We can easily estimate the Coriolis force with the Coriolis effect definition below:

F = 2 × m × v × ω × sin(α)

where:

• F — Coriolis force;
• m — Mass of the moving object;
• v — Velocity of the moving object;
• ω — Angular velocity of the Earth; and
• α — Latitude at which the object is located.

Associated Coriolis acceleration equals:

a = F / m = 2 × v × ω × sin(α)

In our Coriolis effect calculator, we assumed that the rotating body is the Earth with angular velocity ω = 2π/24h ≈ 0.0000727 1/s (2π means 360° in radians). Change it if you want to consider some other body.
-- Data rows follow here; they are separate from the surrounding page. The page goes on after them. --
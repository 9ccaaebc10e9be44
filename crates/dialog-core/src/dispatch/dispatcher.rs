//! Dialog dispatcher
//!
//! [`DialogDispatcher`] sits between the engine's callback table and the
//! host's async handlers. It is the only component that touches both worlds:
//! inbound it implements [`DialogCallbacks`] and is driven synchronously from
//! engine worker threads; outbound it spawns one task per dialog event on the
//! host runtime and returns immediately, so an engine thread is never parked
//! behind host-side work.
//!
//! The dispatcher also owns the live-dialog table that lets the engine's
//! cancel and progress-update callbacks, which arrive bearing only a raw
//! reference, find the handle a handler is currently holding.

use std::fmt;
use std::sync::Arc;
use std::sync::atomic::{AtomicBool, Ordering};

use tokio::runtime;
use tokio::sync::broadcast;
use tokio_util::sync::CancellationToken;
use tracing::{debug, error, info, warn};

use crate::config::DispatchConfig;
use crate::dialog::{DialogHandle, DialogId};
use crate::errors::{DialogError, DialogResult};
use crate::events::{DialogEvent, LoginRequest, ProgressRequest, QuestionRequest, QuestionType};
use crate::handlers::DialogHandlers;
use crate::native::{DialogCallbacks, DialogEngine};

use super::registry::DialogRegistry;

/// Bridges native dialog callbacks onto async host handlers.
///
/// One dispatcher serves one engine instance for the life of the embedding.
/// Construct it on the host runtime (or hand it a [`runtime::Handle`]
/// explicitly), wire its [`DialogCallbacks`] impl into the engine's callback
/// table, and it takes care of the rest: handle creation, handler spawning,
/// cancellation relay and the monitoring stream.
///
/// Cloning is cheap and every clone drives the same dispatcher.
///
/// # Examples
///
/// ```rust,no_run
/// use std::sync::Arc;
/// use rmedia_dialog_core::{DialogDispatcher, DialogEngine, DialogHandlers, DispatchConfig};
///
/// # struct Engine;
/// # impl DialogEngine for Engine {
/// #     fn post_login(&self, _: rmedia_dialog_core::DialogId, _: &str, _: &str, _: bool) -> i32 { 0 }
/// #     fn post_action(&self, _: rmedia_dialog_core::DialogId, _: u16) -> i32 { 0 }
/// #     fn dismiss(&self, _: rmedia_dialog_core::DialogId) -> i32 { 0 }
/// # }
/// # struct Ui;
/// # impl DialogHandlers for Ui {}
/// # #[tokio::main]
/// # async fn main() -> Result<(), Box<dyn std::error::Error>> {
/// let engine: Arc<dyn DialogEngine> = Arc::new(Engine);
/// let handlers: Arc<dyn DialogHandlers> = Arc::new(Ui);
///
/// let dispatcher = DialogDispatcher::new(engine, handlers, DispatchConfig::default())?;
/// // wire `dispatcher.clone()` into the engine's callback table here
/// # Ok(())
/// # }
/// ```
#[derive(Clone)]
pub struct DialogDispatcher {
    inner: Arc<DispatcherInner>,
}

struct DispatcherInner {
    config: DispatchConfig,
    engine: Arc<dyn DialogEngine>,
    handlers: Arc<dyn DialogHandlers>,
    registry: DialogRegistry,

    /// Host runtime the handler tasks are spawned on. Captured at
    /// construction because the callbacks run on engine threads, where
    /// there is no ambient runtime to discover.
    runtime: runtime::Handle,

    event_tx: broadcast::Sender<DialogEvent>,

    /// Set once by `shutdown`; detached dispatchers refuse new dialogs.
    detached: AtomicBool,
}

impl DialogDispatcher {
    /// Create a dispatcher on the current tokio runtime.
    ///
    /// # Errors
    ///
    /// [`DialogError::NoRuntime`] when called outside a runtime context and
    /// [`DialogError::Configuration`] when `config` is invalid.
    pub fn new(
        engine: Arc<dyn DialogEngine>,
        handlers: Arc<dyn DialogHandlers>,
        config: DispatchConfig,
    ) -> DialogResult<Self> {
        let rt = runtime::Handle::try_current()
            .map_err(|e| DialogError::no_runtime(e.to_string()))?;
        Self::with_runtime(engine, handlers, config, rt)
    }

    /// Create a dispatcher that spawns handler tasks on `rt`.
    ///
    /// For hosts that construct the dispatcher off-runtime, for example
    /// during engine setup on the main thread.
    ///
    /// # Errors
    ///
    /// [`DialogError::Configuration`] when `config` is invalid.
    pub fn with_runtime(
        engine: Arc<dyn DialogEngine>,
        handlers: Arc<dyn DialogHandlers>,
        config: DispatchConfig,
        rt: runtime::Handle,
    ) -> DialogResult<Self> {
        config.validate()?;
        let (event_tx, _) = broadcast::channel(config.event_channel_capacity);
        Ok(Self {
            inner: Arc::new(DispatcherInner {
                config,
                engine,
                handlers,
                registry: DialogRegistry::new(),
                runtime: rt,
                event_tx,
                detached: AtomicBool::new(false),
            }),
        })
    }

    /// Subscribe to the monitoring stream of dialog events.
    ///
    /// Purely observational; see [`DialogEvent`]. A subscriber that falls
    /// more than the configured capacity behind loses the oldest events.
    pub fn events(&self) -> broadcast::Receiver<DialogEvent> {
        self.inner.event_tx.subscribe()
    }

    /// Number of dialogs currently raised and unresolved.
    pub fn active_dialogs(&self) -> usize {
        self.inner.registry.len()
    }

    /// Whether [`shutdown`](Self::shutdown) has run.
    pub fn is_detached(&self) -> bool {
        self.inner.detached.load(Ordering::SeqCst)
    }

    /// The configuration this dispatcher was built with.
    pub fn config(&self) -> &DispatchConfig {
        &self.inner.config
    }

    /// Detach from the engine and cancel every live dialog.
    ///
    /// Call when tearing the embedding down, before the engine itself is
    /// released. Handlers still waiting on user input observe their token
    /// fire; their late resolution attempts fail like any post-cancel
    /// resolution does. Callbacks that straggle in afterwards are refused.
    /// Idempotent.
    pub fn shutdown(&self) {
        if self.inner.detached.swap(true, Ordering::SeqCst) {
            return;
        }
        let live = self.inner.registry.drain();
        let count = live.len();
        for handle in live {
            handle.cancel_token().cancel();
            if self.inner.config.dismiss_on_cancel {
                handle.dismiss();
            } else {
                handle.invalidate();
            }
        }
        info!("dialog dispatcher shut down, {} live dialog(s) cancelled", count);
    }

    /// Gatekeeper for the dialog-raising callbacks.
    ///
    /// Filters the engine's invalid sentinel reference and, once detached,
    /// dismisses stragglers right away so the engine is not left waiting on
    /// an answer nobody will give.
    fn admit(&self, raw: u64, kind: &str) -> Option<DialogId> {
        let Some(id) = DialogId::from_raw(raw) else {
            warn!("engine raised {} dialog with a null reference, dropping", kind);
            return None;
        };
        if self.is_detached() {
            debug!("{} dialog {} raised after shutdown, dismissing", kind, id);
            let status = self.inner.engine.dismiss(id);
            if status != 0 {
                debug!(
                    "engine refused post-shutdown dismissal of {} (status {})",
                    id, status
                );
            }
            return None;
        }
        Some(id)
    }

    /// Mint the handle and token for a freshly raised dialog and register it.
    fn open_dialog(&self, id: DialogId) -> (DialogHandle, CancellationToken) {
        let token = CancellationToken::new();
        let handle = DialogHandle::new(
            id,
            self.inner.engine.clone(),
            token.clone(),
            self.inner.registry.downgrade(),
        );
        self.inner.registry.register(id, handle.clone());
        // Re-check after registering: a shutdown that ran between admit and
        // register has already drained the table, so sweep this entry too.
        if self.is_detached() {
            if let Some(straggler) = self.inner.registry.take(id.as_raw()) {
                straggler.cancel_token().cancel();
                if self.inner.config.dismiss_on_cancel {
                    straggler.dismiss();
                } else {
                    straggler.invalidate();
                }
            }
        }
        (handle, token)
    }

    fn emit(&self, event: DialogEvent) {
        // send errs only when nobody subscribes, which is the common case
        let _ = self.inner.event_tx.send(event);
    }
}

impl DialogCallbacks for DialogDispatcher {
    fn on_error(&self, title: Option<String>, text: Option<String>) {
        if self.is_detached() {
            debug!("error notice after shutdown, dropping");
            return;
        }
        let title = title.unwrap_or_default();
        let text = text.unwrap_or_default();
        self.emit(DialogEvent::Error {
            title: title.clone(),
            text: text.clone(),
        });
        let handlers = self.inner.handlers.clone();
        self.inner.runtime.spawn(async move {
            if let Err(e) = handlers.display_error(title, text).await {
                error!("error handler failed: {}", e);
            }
        });
    }

    fn on_login_requested(
        &self,
        id: u64,
        title: Option<String>,
        text: Option<String>,
        default_username: Option<String>,
        ask_store: bool,
    ) {
        let Some(id) = self.admit(id, "login") else {
            return;
        };
        let request = LoginRequest {
            title: title.unwrap_or_default(),
            text: text.unwrap_or_default(),
            default_username: default_username.unwrap_or_default(),
            ask_store,
        };
        let (handle, token) = self.open_dialog(id);
        debug!("login dialog {} raised: '{}'", id, request.title);
        self.emit(DialogEvent::LoginRequested {
            id,
            request: request.clone(),
        });

        let handlers = self.inner.handlers.clone();
        let cleanup = handle.clone();
        self.inner.runtime.spawn(async move {
            if let Err(e) = handlers.display_login(handle, request, token).await {
                error!("login handler failed for {}: {}", id, e);
                cleanup.dismiss();
            }
        });
    }

    fn on_question_requested(
        &self,
        id: u64,
        title: Option<String>,
        text: Option<String>,
        question_type: u32,
        cancel_text: Option<String>,
        first_action_text: Option<String>,
        second_action_text: Option<String>,
    ) {
        let Some(id) = self.admit(id, "question") else {
            return;
        };
        let request = QuestionRequest {
            title: title.unwrap_or_default(),
            text: text.unwrap_or_default(),
            question_type: QuestionType::from_raw(question_type),
            cancel_text: cancel_text.unwrap_or_default(),
            first_action_text: first_action_text.unwrap_or_default(),
            second_action_text: second_action_text.unwrap_or_default(),
        };
        let (handle, token) = self.open_dialog(id);
        debug!("question dialog {} raised: '{}'", id, request.title);
        self.emit(DialogEvent::QuestionRequested {
            id,
            request: request.clone(),
        });

        let handlers = self.inner.handlers.clone();
        let cleanup = handle.clone();
        self.inner.runtime.spawn(async move {
            if let Err(e) = handlers.display_question(handle, request, token).await {
                error!("question handler failed for {}: {}", id, e);
                cleanup.dismiss();
            }
        });
    }

    fn on_progress_requested(
        &self,
        id: u64,
        title: Option<String>,
        text: Option<String>,
        indeterminate: bool,
        position: f32,
        cancel_text: Option<String>,
    ) {
        let Some(id) = self.admit(id, "progress") else {
            return;
        };
        let request = ProgressRequest {
            title: title.unwrap_or_default(),
            text: text.unwrap_or_default(),
            indeterminate,
            position,
            cancel_text: cancel_text.unwrap_or_default(),
        };
        let (handle, token) = self.open_dialog(id);
        debug!("progress dialog {} raised: '{}'", id, request.title);
        self.emit(DialogEvent::ProgressRequested {
            id,
            request: request.clone(),
        });

        let handlers = self.inner.handlers.clone();
        let cleanup = handle.clone();
        self.inner.runtime.spawn(async move {
            if let Err(e) = handlers.display_progress(handle, request, token).await {
                error!("progress handler failed for {}: {}", id, e);
                cleanup.dismiss();
            }
        });
    }

    fn on_progress_updated(&self, id: u64, position: f32, text: Option<String>) {
        let Some(did) = DialogId::from_raw(id) else {
            warn!("engine updated a progress dialog with a null reference, dropping");
            return;
        };
        let Some(handle) = self.inner.registry.get(id) else {
            // Arrives after a cancel or resolution went through; benign
            debug!("progress update for unknown dialog {}, dropping", did);
            return;
        };
        let text = text.unwrap_or_default();
        self.emit(DialogEvent::ProgressUpdated {
            id: did,
            position,
            text: text.clone(),
        });

        let handlers = self.inner.handlers.clone();
        self.inner.runtime.spawn(async move {
            if let Err(e) = handlers.update_progress(handle, position, text).await {
                error!("progress update handler failed for {}: {}", did, e);
            }
        });
    }

    fn on_cancelled(&self, id: u64) {
        let Some(did) = DialogId::from_raw(id) else {
            warn!("engine cancelled a dialog with a null reference, dropping");
            return;
        };
        let Some(handle) = self.inner.registry.take(id) else {
            // Handler resolution won the race; nothing left to cancel
            debug!("cancel for unknown or already-resolved dialog {}, dropping", did);
            return;
        };
        debug!("dialog {} cancelled by engine", did);
        handle.cancel_token().cancel();
        if self.inner.config.dismiss_on_cancel {
            // Harmless if the engine already withdrew the dialog; closes the
            // window where it has not
            handle.dismiss();
        } else {
            handle.invalidate();
        }
        self.emit(DialogEvent::Cancelled { id: did });
    }
}

impl fmt::Debug for DialogDispatcher {
    fn fmt(&self, f: &mut fmt::Formatter<'_>) -> fmt::Result {
        f.debug_struct("DialogDispatcher")
            .field("active_dialogs", &self.active_dialogs())
            .field("detached", &self.is_detached())
            .finish()
    }
}
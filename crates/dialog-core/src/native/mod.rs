//! The native engine boundary
//!
//! Two small traits define everything that crosses between this crate and
//! the engine's C ABI:
//!
//! - [`DialogCallbacks`]: the inbound face, through which the engine
//!   announces dialog events
//! - [`DialogEngine`]: the outbound port, through which the host posts
//!   dialog responses
//!
//! The `extern "C"` shims that connect these traits to a concrete engine
//! live in an adapter crate, not here; this crate only ever sees safe,
//! already-marshaled data.

pub mod callbacks;
pub mod engine;

// Re-export main types
pub use callbacks::DialogCallbacks;
pub use engine::DialogEngine;
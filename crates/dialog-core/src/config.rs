//! Dispatcher configuration

use serde::{Deserialize, Serialize};

use crate::errors::{DialogError, DialogResult};

/// Configuration for a [`DialogDispatcher`].
///
/// The defaults suit embedding a media engine in a long-running host; most
/// applications can use `DispatchConfig::default()` unchanged.
///
/// [`DialogDispatcher`]: crate::dispatch::DialogDispatcher
#[derive(Debug, Clone, PartialEq, Eq, Serialize, Deserialize)]
pub struct DispatchConfig {
    /// Post a dismissal to the engine when a dialog is cancelled natively.
    ///
    /// Engines withdraw a cancelled dialog on their own, so the dismissal
    /// is usually refused and only closes the window where the engine still
    /// considers the dialog open. Disable for engines that treat a dismissal
    /// of a withdrawn dialog as an error.
    pub dismiss_on_cancel: bool,

    /// Capacity of the broadcast channel behind [`events`].
    ///
    /// Slow monitoring subscribers lose the oldest events once the channel
    /// is full; dialog delivery to handlers is never affected.
    ///
    /// [`events`]: crate::dispatch::DialogDispatcher::events
    pub event_channel_capacity: usize,
}

impl Default for DispatchConfig {
    fn default() -> Self {
        Self {
            dismiss_on_cancel: true,
            event_channel_capacity: 64,
        }
    }
}

impl DispatchConfig {
    /// Set whether native cancellation posts a dismissal back to the engine.
    pub fn with_dismiss_on_cancel(mut self, dismiss: bool) -> Self {
        self.dismiss_on_cancel = dismiss;
        self
    }

    /// Set the monitoring channel capacity.
    pub fn with_event_channel_capacity(mut self, capacity: usize) -> Self {
        self.event_channel_capacity = capacity;
        self
    }

    /// Validate the configuration.
    ///
    /// # Errors
    ///
    /// [`DialogError::Configuration`] if the event channel capacity is zero,
    /// which the broadcast channel cannot represent.
    pub fn validate(&self) -> DialogResult<()> {
        if self.event_channel_capacity == 0 {
            return Err(DialogError::configuration(
                "event_channel_capacity must be at least 1",
            ));
        }
        Ok(())
    }
}
//! Opaque dialog identifiers
//!
//! The native engine names each dialog with a pointer-sized reference that is
//! meaningful only to the engine itself. [`DialogId`] wraps that reference as
//! an opaque, non-zero token: zero is the engine's "no dialog" sentinel and is
//! unrepresentable here, so every `DialogId` in circulation names a dialog
//! that existed at the time it was issued.

use std::fmt;
use std::num::NonZeroU64;

use serde::{Deserialize, Serialize};

/// Opaque identifier for a native dialog.
///
/// Issued by the dispatcher when the engine announces a dialog and consumed
/// by [`DialogEngine`](crate::native::DialogEngine) implementations when a
/// response is posted back. The inner value is the engine's own reference;
/// host code should treat it as opaque and use [`fmt::Display`] for logging.
#[derive(Debug, Clone, Copy, PartialEq, Eq, Hash, Serialize, Deserialize)]
pub struct DialogId(NonZeroU64);

impl DialogId {
    /// Wrap a raw native reference, rejecting the zero sentinel.
    ///
    /// Adapters translate the engine's pointer-sized reference into a `u64`
    /// before it reaches this crate; `None` means the engine handed over the
    /// invalid sentinel and the event carrying it should be dropped.
    pub fn from_raw(raw: u64) -> Option<Self> {
        NonZeroU64::new(raw).map(Self)
    }

    /// The raw native reference, for handing back across the engine boundary.
    pub fn as_raw(&self) -> u64 {
        self.0.get()
    }
}

impl fmt::Display for DialogId {
    fn fmt(&self, f: &mut fmt::Formatter<'_>) -> fmt::Result {
        write!(f, "dialog-{:x}", self.0)
    }
}
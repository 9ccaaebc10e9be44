//! Dialog event types
//!
//! Typed payloads for the dialog kinds a native media engine can raise, plus
//! the [`DialogEvent`] enum published on the dispatcher's monitoring channel.
//! All types serialize with serde so hosts can feed them into diagnostics or
//! structured logs as-is.

use serde::{Deserialize, Serialize};
use tracing::trace;

use crate::dialog::DialogId;

/// Severity of a question dialog.
///
/// Mirrors the engine's wire values; [`QuestionType::from_raw`] is lossy on
/// purpose so an engine newer than this crate degrades to `Normal` instead of
/// failing dispatch.
#[derive(Debug, Clone, Copy, PartialEq, Eq, Serialize, Deserialize)]
pub enum QuestionType {
    /// Ordinary question with no particular urgency
    Normal,
    /// The engine flags the situation as a warning
    Warning,
    /// The engine flags the situation as critical
    Critical,
}

impl QuestionType {
    /// Map the engine's raw discriminant onto a severity.
    pub fn from_raw(raw: u32) -> Self {
        match raw {
            0 => QuestionType::Normal,
            1 => QuestionType::Warning,
            2 => QuestionType::Critical,
            other => {
                trace!("unknown question type {} from engine, treating as normal", other);
                QuestionType::Normal
            }
        }
    }

    /// The engine's raw discriminant for this severity.
    pub fn as_raw(&self) -> u32 {
        match self {
            QuestionType::Normal => 0,
            QuestionType::Warning => 1,
            QuestionType::Critical => 2,
        }
    }
}

/// Request to display a login dialog.
///
/// The handler answers through
/// [`DialogHandle::post_login`](crate::dialog::DialogHandle::post_login) or
/// dismisses the dialog.
#[derive(Debug, Clone, Serialize, Deserialize)]
pub struct LoginRequest {
    /// Dialog title supplied by the engine
    pub title: String,
    /// Explanatory text, e.g. which resource requires credentials
    pub text: String,
    /// Username to pre-fill, empty when the engine has none
    pub default_username: String,
    /// Whether the engine offers to store the entered credentials
    pub ask_store: bool,
}

/// Request to display a question dialog with up to two actions.
///
/// The handler answers with
/// [`DialogHandle::post_action`](crate::dialog::DialogHandle::post_action)
/// (`1` for the first action, `2` for the second) or dismisses the dialog,
/// which the engine treats as the cancel choice.
#[derive(Debug, Clone, Serialize, Deserialize)]
pub struct QuestionRequest {
    /// Dialog title supplied by the engine
    pub title: String,
    /// Question text
    pub text: String,
    /// Severity the engine assigned to the question
    pub question_type: QuestionType,
    /// Label for the cancel choice
    pub cancel_text: String,
    /// Label for the first action
    pub first_action_text: String,
    /// Label for the second action
    pub second_action_text: String,
}

/// Request to display a progress dialog.
///
/// Subsequent position changes arrive through
/// [`DialogHandlers::update_progress`](crate::handlers::DialogHandlers::update_progress)
/// for the same handle; the dialog stays live until resolved or cancelled.
#[derive(Debug, Clone, Serialize, Deserialize)]
pub struct ProgressRequest {
    /// Dialog title supplied by the engine
    pub title: String,
    /// Progress text
    pub text: String,
    /// True when the engine cannot estimate completion
    pub indeterminate: bool,
    /// Initial position in `[0, 1]`; meaningless when indeterminate
    pub position: f32,
    /// Label for the cancel choice
    pub cancel_text: String,
}

/// A dialog event as observed on the dispatcher's monitoring channel.
///
/// Every inbound native callback is mirrored here after coercion to typed
/// form, in arrival order per dialog. The stream is observational: consuming
/// it does not resolve dialogs and dropping it does not affect dispatch.
#[derive(Debug, Clone, Serialize, Deserialize)]
pub enum DialogEvent {
    /// Fire-and-forget error notice; carries no handle
    Error {
        /// Notice title
        title: String,
        /// Notice text
        text: String,
    },

    /// A login dialog was raised
    LoginRequested {
        /// Identifier of the dialog the engine raised
        id: DialogId,
        /// Login payload handed to the handler
        request: LoginRequest,
    },

    /// A question dialog was raised
    QuestionRequested {
        /// Identifier of the dialog the engine raised
        id: DialogId,
        /// Question payload handed to the handler
        request: QuestionRequest,
    },

    /// A progress dialog was raised
    ProgressRequested {
        /// Identifier of the dialog the engine raised
        id: DialogId,
        /// Progress payload handed to the handler
        request: ProgressRequest,
    },

    /// An already-shown progress dialog changed position or text
    ProgressUpdated {
        /// Identifier of the progress dialog being updated
        id: DialogId,
        /// New position in `[0, 1]`
        position: f32,
        /// New progress text
        text: String,
    },

    /// The engine withdrew a dialog before the handler resolved it
    Cancelled {
        /// Identifier of the withdrawn dialog
        id: DialogId,
    },
}

#[cfg(test)]
mod tests {
    use super::*;

    #[test]
    fn test_question_type_raw_mapping() {
        assert_eq!(QuestionType::from_raw(0), QuestionType::Normal);
        assert_eq!(QuestionType::from_raw(1), QuestionType::Warning);
        assert_eq!(QuestionType::from_raw(2), QuestionType::Critical);
        // Unknown discriminants degrade instead of failing dispatch
        assert_eq!(QuestionType::from_raw(7), QuestionType::Normal);

        for kind in [QuestionType::Normal, QuestionType::Warning, QuestionType::Critical] {
            assert_eq!(QuestionType::from_raw(kind.as_raw()), kind);
        }
    }
}
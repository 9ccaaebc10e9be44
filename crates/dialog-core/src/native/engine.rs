//! Outbound port to the native engine
//!
//! Posting a dialog response is the only direction in which this crate calls
//! into the engine. The three functions involved map one-to-one onto the
//! engine's C entry points; adapters implement [`DialogEngine`] over the raw
//! ABI, tests implement it over recording mocks.

use crate::dialog::DialogId;

/// The engine's dialog-response surface.
///
/// Implementations forward each call to the corresponding native function
/// and return its raw status code unchanged: `0` means the engine accepted
/// the response, anything else means it refused (for example because the
/// dialog was withdrawn on the native side a moment earlier). Refusal is an
/// expected outcome, not an error; [`DialogHandle`](crate::dialog::DialogHandle)
/// translates it into `Ok(false)`.
///
/// Calls may arrive from any host task. Implementations must be quick and
/// must never block on user interaction; the native post functions only
/// enqueue the response inside the engine.
pub trait DialogEngine: Send + Sync {
    /// Post a login answer for `id`.
    ///
    /// `username` and `password` are always present (the handle coerces
    /// absent credentials to empty strings before this point).
    fn post_login(&self, id: DialogId, username: &str, password: &str, store: bool) -> i32;

    /// Post a question answer for `id`; `action_index` is 1 or 2.
    fn post_action(&self, id: DialogId, action_index: u16) -> i32;

    /// Dismiss the dialog `id` without answering it.
    fn dismiss(&self, id: DialogId) -> i32;
}
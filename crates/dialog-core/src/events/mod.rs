//! Event types for the dialog bridge
//!
//! This module contains the typed request payloads handed to host handlers
//! and the [`DialogEvent`] enum mirrored on the dispatcher's monitoring
//! channel.

pub mod dialog_events;

// Re-export main types
pub use dialog_events::{DialogEvent, LoginRequest, ProgressRequest, QuestionRequest, QuestionType};
//! # RMEDIA Dialog Core - Native Dialog Bridging
//!
//! This crate carries the dialog traffic of an embedded native media engine
//! into an async Rust host. Engines raise login prompts, questions, progress
//! windows and error notices from their own worker threads and expect an
//! answer through a one-shot native reference; the host wants to serve those
//! from async code without ever blocking an engine thread. `dialog-core`
//! provides the pieces in between:
//!
//! - **[`DialogDispatcher`]**: implements the engine's callback table and
//!   spawns one handler task per dialog event on the host runtime
//! - **[`DialogHandle`]**: single-use, thread-safe token a handler resolves
//!   exactly once (answer or dismiss), immune to double resolution
//! - **[`DialogHandlers`]**: the host's presentation layer, one async method
//!   per dialog kind, with drop-by-default bodies
//! - **[`DialogEngine`] / [`DialogCallbacks`]**: the outbound and inbound
//!   ports an FFI adapter implements and drives
//!
//! ## Quick Start
//!
//! ```rust,no_run
//! use std::sync::Arc;
//!
//! use rmedia_dialog_core::prelude::*;
//! use async_trait::async_trait;
//! use tokio_util::sync::CancellationToken;
//!
//! # struct FfiEngine;
//! # impl DialogEngine for FfiEngine {
//! #     fn post_login(&self, _: DialogId, _: &str, _: &str, _: bool) -> i32 { 0 }
//! #     fn post_action(&self, _: DialogId, _: u16) -> i32 { 0 }
//! #     fn dismiss(&self, _: DialogId) -> i32 { 0 }
//! # }
//! /// Answers every question with its first action.
//! struct ConsoleUi;
//!
//! #[async_trait]
//! impl DialogHandlers for ConsoleUi {
//!     async fn display_question(
//!         &self,
//!         dialog: DialogHandle,
//!         request: QuestionRequest,
//!         _token: CancellationToken,
//!     ) -> DialogResult<()> {
//!         println!("{}: {}", request.title, request.text);
//!         dialog.post_action(1)?;
//!         Ok(())
//!     }
//! }
//!
//! #[tokio::main]
//! async fn main() -> Result<(), Box<dyn std::error::Error>> {
//!     let engine: Arc<dyn DialogEngine> = Arc::new(FfiEngine);
//!     let dispatcher =
//!         DialogDispatcher::new(engine, Arc::new(ConsoleUi), DispatchConfig::default())?;
//!
//!     // Watch dialog traffic without participating in it
//!     let mut events = dispatcher.events();
//!     tokio::spawn(async move {
//!         while let Ok(event) = events.recv().await {
//!             tracing::debug!("dialog event: {:?}", event);
//!         }
//!     });
//!
//!     // Wire `dispatcher.clone()` into the engine's callback table here;
//!     // from then on every dialog the engine raises reaches ConsoleUi.
//!     Ok(())
//! }
//! ```
//!
//! ## Dialog Lifecycle
//!
//! Every dialog carrying a handle is resolved exactly once, by whichever
//! side gets there first:
//!
//! 1. The engine raises the dialog; the dispatcher mints a [`DialogHandle`]
//!    plus a cancellation token and spawns the matching handler
//! 2. The handler answers ([`DialogHandle::post_login`] /
//!    [`DialogHandle::post_action`]) or dismisses
//!    ([`DialogHandle::dismiss`]), retiring the handle
//! 3. Or the engine withdraws the dialog first: the token fires, the handle
//!    is retired by the dispatcher, and the handler's late attempt reports
//!    failure instead of double-posting
//!
//! ## Threading Model
//!
//! - [`DialogCallbacks`] methods run on arbitrary engine threads and return
//!   after constant-time work; handler execution is spawned, never awaited
//! - [`DialogHandlers`] methods run as tasks on the host tokio runtime and
//!   may suspend indefinitely
//! - [`DialogHandle`] operations are synchronous, lock-free and callable
//!   from any thread

#![warn(missing_docs)]
#![doc(html_root_url = "https://docs.rs/rmedia-dialog-core/0.1.4")]

pub mod config;
pub mod dialog;
pub mod dispatch;
pub mod errors;
pub mod events;
pub mod handlers;
pub mod native;

// Re-export main types
pub use config::DispatchConfig;
pub use dialog::{DialogHandle, DialogId};
pub use dispatch::DialogDispatcher;
pub use errors::{DialogError, DialogResult};
pub use events::{DialogEvent, LoginRequest, ProgressRequest, QuestionRequest, QuestionType};
pub use handlers::DialogHandlers;
pub use native::{DialogCallbacks, DialogEngine};

/// Everything needed to embed the dialog bridge.
pub mod prelude {
    pub use crate::{
        DialogCallbacks, DialogDispatcher, DialogEngine, DialogError, DialogEvent, DialogHandle,
        DialogHandlers, DialogId, DialogResult, DispatchConfig, LoginRequest, ProgressRequest,
        QuestionRequest, QuestionType,
    };
}

/// Library version
pub const VERSION: &str = env!("CARGO_PKG_VERSION");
You can see from the above equation that the magnitude of Coriolis force depends on the latitude at which the object is located. The Coriolis effect is greater near the poles where α = 90° (sin(90°) = 1) and decreases to zero at the equator α = 0° (sin(0°) = 0).

If you would like to learn more about velocity and how to calculate the speed of an object, our velocity calculator is just the tool you need.

Do the Coriolis effect and airplanes have something in common? Of course, they have! Let's say that an aircraft (m = 50,000 kg) takes off from London (α = 51.50° N) and travels to North America (to the west) with the velocity v = 500 km/h. With our Coriolis effect calculator, we can compute that this airplane is subjected to the Coriolis force F ≈ 800 N, which means that it deflects to the north with the acceleration a = F / m = 0.016 m/s². It is almost 0.2% of the Earth's gravity! Pilots need to establish a constant force sideways, equal but opposite to the Coriolis force, to compensate for it. It is achieved automatically, by the autopilot, by slightly banking the airplane to keep the heading as planned.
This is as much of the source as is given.